#### Task brief
Your task is to copy every line below that contains the word "VecDeque".

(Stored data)
----------

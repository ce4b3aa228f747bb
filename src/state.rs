//! Positions, the recycle queue and legal successor generation

use anyhow::{anyhow, Result};
use static_assertions::const_assert;

use std::collections::VecDeque;

use crate::bitboard::BitBoard;
use crate::geometry::{BoardGeometry, Square};
use crate::outcome::Player;
use crate::{BOARD_LENGTH, QUEUE_CAPACITY};

// a queue entry is packed into the structural key as index + 1 in this
// many bits, 0 meaning "no entry"
const KEY_SQUARE_BITS: u32 = 7;
const_assert!(BOARD_LENGTH * BOARD_LENGTH < 1usize << KEY_SQUARE_BITS);
// the full key must fit: both bitboards, the turn bit and the queue
const_assert!(
    2 * BOARD_LENGTH * BOARD_LENGTH + 1 + QUEUE_CAPACITY * KEY_SQUARE_BITS as usize <= 128
);

/// Per-square mark, as handed to renderers
#[derive(Copy, Clone, Eq, PartialEq, Debug)]
pub enum Cell {
    X,
    O,
    Empty,
}

/// Turn-ordered history of the most recent placements, newest first
///
/// The queue holds at most [`QUEUE_CAPACITY`] squares. While below
/// capacity no recycling occurs; at capacity the oldest entry is the
/// square the side to move must vacate before placing again.
#[derive(Clone, Eq, PartialEq, Debug)]
pub struct MoveQueue {
    squares: VecDeque<Square>,
}

impl MoveQueue {
    pub fn new() -> Self {
        Self {
            squares: VecDeque::with_capacity(QUEUE_CAPACITY),
        }
    }

    pub fn len(&self) -> usize {
        self.squares.len()
    }

    pub fn is_empty(&self) -> bool {
        self.squares.is_empty()
    }

    pub fn is_full(&self) -> bool {
        self.squares.len() == QUEUE_CAPACITY
    }

    /// The most recently played square
    pub fn newest(&self) -> Option<Square> {
        self.squares.front().copied()
    }

    /// The square due to be recycled next once the queue is full
    pub fn oldest(&self) -> Option<Square> {
        self.squares.back().copied()
    }

    /// Newest-first iteration over the recorded squares
    pub fn iter(&self) -> impl Iterator<Item = Square> + '_ {
        self.squares.iter().copied()
    }

    fn push_newest(&mut self, square: Square) {
        assert!(
            self.squares.len() < QUEUE_CAPACITY,
            "move queue overflow: capacity is {}",
            QUEUE_CAPACITY,
        );
        self.squares.push_front(square);
    }

    fn pop_oldest(&mut self) -> Option<Square> {
        self.squares.pop_back()
    }
}

impl Default for MoveQueue {
    fn default() -> Self {
        Self::new()
    }
}

/// A position: both sides' occupancy, whose turn is next and the queue
///
/// States are immutable once built; successor generation and move
/// application produce new values.
#[derive(Clone, Eq, PartialEq, Debug)]
pub struct GameState {
    x: BitBoard,
    o: BitBoard,
    x_to_move: bool,
    queue: MoveQueue,
}

impl GameState {
    /// The empty board with X to move
    pub fn initial() -> Self {
        Self::from_parts(BitBoard::new(), BitBoard::new(), true, MoveQueue::new())
    }

    fn from_parts(x: BitBoard, o: BitBoard, x_to_move: bool, queue: MoveQueue) -> Self {
        assert!(
            !x.intersects(o),
            "player bitboards overlap: a square is occupied by both sides",
        );
        Self {
            x,
            o,
            x_to_move,
            queue,
        }
    }

    /// Replays a sequence of (row, col) placements from the empty board
    pub fn from_moves(moves: &[(usize, usize)], geometry: &BoardGeometry) -> Result<Self> {
        let mut state = Self::initial();
        for &(row, col) in moves {
            if row >= BOARD_LENGTH || col >= BOARD_LENGTH {
                return Err(anyhow!(
                    "square ({}, {}) is outside the {2}x{2} board",
                    row,
                    col,
                    BOARD_LENGTH,
                ));
            }
            state = state.play(Square::new(row, col), geometry)?;
        }
        Ok(state)
    }

    pub fn to_move(&self) -> Player {
        if self.x_to_move {
            Player::X
        } else {
            Player::O
        }
    }

    pub fn player_board(&self, player: Player) -> BitBoard {
        match player {
            Player::X => self.x,
            Player::O => self.o,
        }
    }

    /// The side that completed a line with the last placement, if any
    ///
    /// Only the side that just moved can have a finished line, so this
    /// checks nothing else.
    pub fn winner(&self, geometry: &BoardGeometry) -> Option<Player> {
        let last_mover = self.to_move().opponent();
        if self.player_board(last_mover).won(geometry) {
            Some(last_mover)
        } else {
            None
        }
    }

    pub fn is_over(&self, geometry: &BoardGeometry) -> bool {
        self.winner(geometry).is_some()
    }

    /// Structural key for the transposition table
    ///
    /// Packs the two bitboards, the turn flag and the full ordered queue
    /// contents into one integer, so equal keys mean equal states and
    /// comparison is a plain value compare.
    pub fn key(&self) -> u128 {
        let cells = (BOARD_LENGTH * BOARD_LENGTH) as u32;
        let mut key = self.x.value() as u128;
        key |= (self.o.value() as u128) << cells;
        key |= (self.x_to_move as u128) << (2 * cells);
        let mut offset = 2 * cells + 1;
        for square in self.queue.iter() {
            key |= (square.index() as u128 + 1) << offset;
            offset += KEY_SQUARE_BITS;
        }
        key
    }

    /// All legal next positions for the side to move
    ///
    /// If the queue is at capacity the mover's oldest piece comes off the
    /// board first, and the vacated square is not a legal placement for
    /// this move. Callers must not expand terminal positions.
    pub fn successors(&self, geometry: &BoardGeometry) -> Vec<GameState> {
        let mover = self.to_move();
        let mut queue = self.queue.clone();
        let mut mover_board = self.player_board(mover);
        let opponent_board = self.player_board(mover.opponent());

        let recycled = if queue.is_full() {
            queue.pop_oldest()
        } else {
            None
        };
        if let Some(square) = recycled {
            // a full queue always ends with the mover's own piece, placed
            // QUEUE_CAPACITY plies ago
            assert!(
                mover_board.is_occupied(square),
                "recycle square is not owned by the side to move",
            );
            mover_board.toggle(square);
        }

        let occupied = mover_board.union(opponent_board);
        let mut children = Vec::new();
        for square in geometry.empty_squares(occupied) {
            if recycled == Some(square) {
                continue;
            }
            let mut placed = mover_board;
            placed.toggle(square);
            let mut child_queue = queue.clone();
            child_queue.push_newest(square);
            let (x, o) = match mover {
                Player::X => (placed, opponent_board),
                Player::O => (opponent_board, placed),
            };
            children.push(GameState::from_parts(x, o, !self.x_to_move, child_queue));
        }
        children
    }

    /// Applies a placement for the side to move
    ///
    /// Rejects moves into occupied squares, onto the square being vacated
    /// by this same move, and moves in a finished game.
    pub fn play(&self, square: Square, geometry: &BoardGeometry) -> Result<GameState> {
        if self.is_over(geometry) {
            return Err(anyhow!("invalid move, the game is already over"));
        }
        for child in self.successors(geometry) {
            if child.last_move() == Some(square) {
                return Ok(child);
            }
        }
        if self.queue.is_full() && self.queue.oldest() == Some(square) {
            Err(anyhow!(
                "invalid move, square ({}, {}) is being vacated by this placement and cannot be reused",
                square.row(),
                square.col(),
            ))
        } else {
            Err(anyhow!(
                "invalid move, square ({}, {}) is occupied",
                square.row(),
                square.col(),
            ))
        }
    }

    /// The mark on `square`, for rendering
    pub fn cell(&self, square: Square) -> Cell {
        if self.x.is_occupied(square) {
            Cell::X
        } else if self.o.is_occupied(square) {
            Cell::O
        } else {
            Cell::Empty
        }
    }

    /// Row-major grid of marks, for rendering
    pub fn grid(&self, geometry: &BoardGeometry) -> Vec<Cell> {
        geometry
            .squares()
            .iter()
            .map(|&square| self.cell(square))
            .collect()
    }

    pub fn queue(&self) -> &MoveQueue {
        &self.queue
    }

    /// The recorded placements, newest first
    pub fn queue_squares(&self) -> impl Iterator<Item = Square> + '_ {
        self.queue.iter()
    }

    /// The square played by the last move, if any move has been made
    pub fn last_move(&self) -> Option<Square> {
        self.queue.newest()
    }
}

impl Default for GameState {
    fn default() -> Self {
        Self::initial()
    }
}
#[cfg(test)]
pub mod test {
    use anyhow::Result;
    use std::cell::RefCell;
    use std::rc::Rc;
    use std::time::Instant;

    use crate::{
        BitBoard, BoardGeometry, GameState, Outcome, Player, Solver, Square, BOARD_LENGTH,
        QUEUE_CAPACITY,
    };

    #[test]
    pub fn toggle_is_self_inverse() {
        let geometry = BoardGeometry::new();
        let mut board =
            BitBoard::from_squares(vec![Square::new(0, 0), Square::new(1, 2)].into_iter());
        for &square in geometry.squares() {
            let before = board;
            board.toggle(square);
            board.toggle(square);
            assert_eq!(board, before);
        }
    }

    #[test]
    pub fn full_lines_win() {
        let geometry = BoardGeometry::new();

        let row = BitBoard::from_squares((0..BOARD_LENGTH).map(|col| Square::new(0, col)));
        assert!(row.won(&geometry));

        let partial =
            BitBoard::from_squares(vec![Square::new(0, 0), Square::new(0, 1)].into_iter());
        assert!(!partial.won(&geometry));
    }

    #[test]
    pub fn occupancy_and_win_detection() {
        let geometry = BoardGeometry::new();
        let mut board = BitBoard::from_squares(
            vec![(0, 1), (2, 2), (2, 0), (2, 1)]
                .into_iter()
                .map(|(row, col)| Square::new(row, col)),
        );
        board.toggle(Square::new(0, 1));

        let expected = [(2, 2), (2, 0), (2, 1)];
        for &square in geometry.squares() {
            let should_be_occupied = expected
                .iter()
                .any(|&(row, col)| Square::new(row, col) == square);
            assert_eq!(board.is_occupied(square), should_be_occupied);
        }
        // bottom row complete
        assert!(board.won(&geometry));
        board.toggle(Square::new(2, 1));
        assert!(!board.won(&geometry));
        board.toggle(Square::new(1, 1));
        assert!(!board.won(&geometry));
        // completes the main diagonal
        board.toggle(Square::new(0, 0));
        assert!(board.won(&geometry));
    }

    #[test]
    pub fn queue_length_tracks_move_count() {
        let geometry = BoardGeometry::new();
        let mut state = GameState::initial();
        for moves in 1..=(3 * QUEUE_CAPACITY) {
            state = state
                .successors(&geometry)
                .into_iter()
                .find(|child| !child.is_over(&geometry))
                .expect("a quiet continuation exists");
            assert_eq!(state.queue().len(), moves.min(QUEUE_CAPACITY));
        }
    }

    #[test]
    pub fn successors_respect_the_recycle_rule() -> Result<()> {
        let geometry = BoardGeometry::new();

        // before any recycling every empty square is playable
        let initial = GameState::initial();
        let openings = initial.successors(&geometry);
        assert_eq!(openings.len(), BOARD_LENGTH * BOARD_LENGTH);
        for child in &openings {
            assert_ne!(child.key(), initial.key());
            assert_eq!(child.queue().len(), 1);
        }

        // six plies fill the queue without completing a line; X's first
        // piece at (0, 0) is now due for recycling
        let state = GameState::from_moves(
            &[(0, 0), (1, 1), (0, 1), (0, 2), (2, 1), (1, 0)],
            &geometry,
        )?;
        assert!(state.queue().is_full());

        let recycled = Square::new(0, 0);
        let children = state.successors(&geometry);
        for child in &children {
            assert_ne!(child.key(), state.key());
            // the vacated square is never the new placement
            assert_ne!(child.last_move(), Some(recycled));
            // and the mover's oldest piece really came off
            assert!(!child.player_board(Player::X).is_occupied(recycled));
            assert_eq!(child.queue().len(), QUEUE_CAPACITY);
        }
        // five squares stay occupied after the vacate, and the vacated
        // square itself is off limits, leaving three placements
        assert_eq!(children.len(), 3);
        Ok(())
    }

    #[test]
    pub fn outcome_preference_policy() {
        let fast_win = Outcome::Decided {
            winner: Player::X,
            depth_to_mate: 0,
        };
        let slow_win = Outcome::Decided {
            winner: Player::X,
            depth_to_mate: 1,
        };
        // a faster mate already held rejects the slower alternative
        assert!(!fast_win.prefer_other(&slow_win, Player::X));
        assert!(slow_win.prefer_other(&fast_win, Player::X));

        // any decided win beats undetermined
        let win = Outcome::Decided {
            winner: Player::X,
            depth_to_mate: 3,
        };
        assert!(Outcome::Undetermined.prefer_other(&win, Player::X));

        // undetermined is kept over a confirmed loss
        let loss = Outcome::Decided {
            winner: Player::O,
            depth_to_mate: 4,
        };
        assert!(!Outcome::Undetermined.prefer_other(&loss, Player::X));
        assert!(loss.prefer_other(&Outcome::Undetermined, Player::X));

        // between two losses the longer defence is preferred
        let quick_loss = Outcome::Decided {
            winner: Player::O,
            depth_to_mate: 2,
        };
        let long_loss = Outcome::Decided {
            winner: Player::O,
            depth_to_mate: 5,
        };
        assert!(quick_loss.prefer_other(&long_loss, Player::X));
        assert!(!long_loss.prefer_other(&quick_loss, Player::X));
    }

    #[test]
    pub fn terminal_and_one_ply_evaluation() -> Result<()> {
        let geometry = BoardGeometry::new();

        // X completes the top row on the fifth ply
        let terminal =
            GameState::from_moves(&[(0, 0), (1, 0), (0, 1), (1, 1), (0, 2)], &geometry)?;
        assert!(terminal.is_over(&geometry));
        assert_eq!(terminal.winner(&geometry), Some(Player::X));
        let mut solver = Solver::new(terminal);
        assert_eq!(solver.solve(), (Player::X, 0));

        // one ply earlier X mates in one
        let one_ply = GameState::from_moves(&[(0, 0), (1, 0), (0, 1), (1, 1)], &geometry)?;
        let mut solver = Solver::new(one_ply);
        assert_eq!(solver.solve(), (Player::X, 1));
        Ok(())
    }

    #[test]
    pub fn structural_key_distinguishes_states() -> Result<()> {
        let geometry = BoardGeometry::new();

        // identical bitboards and turn, different queue order
        let a = GameState::from_moves(&[(0, 0), (1, 1), (2, 2), (0, 1)], &geometry)?;
        let b = GameState::from_moves(&[(2, 2), (1, 1), (0, 0), (0, 1)], &geometry)?;
        assert_eq!(
            a.player_board(Player::X).value(),
            b.player_board(Player::X).value()
        );
        assert_ne!(a.key(), b.key());

        // the same move sequence reproduces the same key
        let again = GameState::from_moves(&[(0, 0), (1, 1), (2, 2), (0, 1)], &geometry)?;
        assert_eq!(a.key(), again.key());
        Ok(())
    }

    #[test]
    pub fn play_rejects_illegal_placements() -> Result<()> {
        let geometry = BoardGeometry::new();

        let state = GameState::from_moves(&[(0, 0), (1, 1)], &geometry)?;
        assert!(state.play(Square::new(0, 0), &geometry).is_err());
        assert!(state.play(Square::new(1, 1), &geometry).is_err());
        assert!(state.play(Square::new(2, 2), &geometry).is_ok());

        // after six plies the vacated square is off limits for one move
        let full = GameState::from_moves(
            &[(0, 0), (1, 1), (0, 1), (0, 2), (2, 1), (1, 0)],
            &geometry,
        )?;
        assert!(full.play(Square::new(0, 0), &geometry).is_err());
        assert!(full.play(Square::new(2, 0), &geometry).is_ok());

        // coordinates off the board are rejected before construction
        assert!(GameState::from_moves(&[(0, BOARD_LENGTH)], &geometry).is_err());
        Ok(())
    }

    #[test]
    pub fn full_solve_is_deterministic() {
        let mut solver = Solver::new(GameState::initial());
        let first = solver.solve();
        assert!(first.1 > 0);

        let mut second = Solver::new(GameState::initial());
        assert_eq!(first, second.solve());
    }

    #[test]
    pub fn principal_line_realises_the_forced_result() {
        let geometry = BoardGeometry::new();
        let mut solver = Solver::new(GameState::initial());
        let (winner, depth_to_mate) = solver.solve();

        let line = solver.principal_line();
        assert_eq!(line.len(), depth_to_mate as usize + 1);

        let last = line.last().expect("the line contains the root");
        assert!(last.is_over(&geometry));
        assert_eq!(last.winner(&geometry), Some(winner));

        // consecutive states are parent and child
        for pair in line.windows(2) {
            assert!(pair[0]
                .successors(&geometry)
                .iter()
                .any(|child| child.key() == pair[1].key()));
        }
    }

    #[test]
    pub fn progress_hook_reports_monotonic_counts() {
        let counts = Rc::new(RefCell::new(Vec::new()));
        let sink = Rc::clone(&counts);
        let mut solver = Solver::new(GameState::initial()).with_progress_hook(Box::new(
            move |decided, _budget| {
                sink.borrow_mut().push(decided);
            },
        ));
        solver.solve();

        let counts = counts.borrow();
        assert!(!counts.is_empty());
        assert!(counts.windows(2).all(|pair| pair[0] < pair[1]));
    }

    #[test]
    pub fn full_search() {
        let start_time = Instant::now();
        let mut solver = Solver::new(GameState::initial());
        let (winner, depth_to_mate) = solver.solve();
        let time = Instant::now() - start_time;

        println!(
            "Full game search\n Time: {:.6}s, No. of nodes: {}, knodes/s: {}",
            time.as_secs_f64(),
            solver.node_count,
            solver.node_count as f64 / (1000.0 * time.as_secs_f64())
        );
        println!(
            "Calculated winner: {}, depth to mate: {}",
            winner.mark(),
            depth_to_mate
        );
    }
}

----------

#### Exercise answer
use std::collections::VecDeque;
    squares: VecDeque<Square>,
            squares: VecDeque::with_capacity(QUEUE_CAPACITY),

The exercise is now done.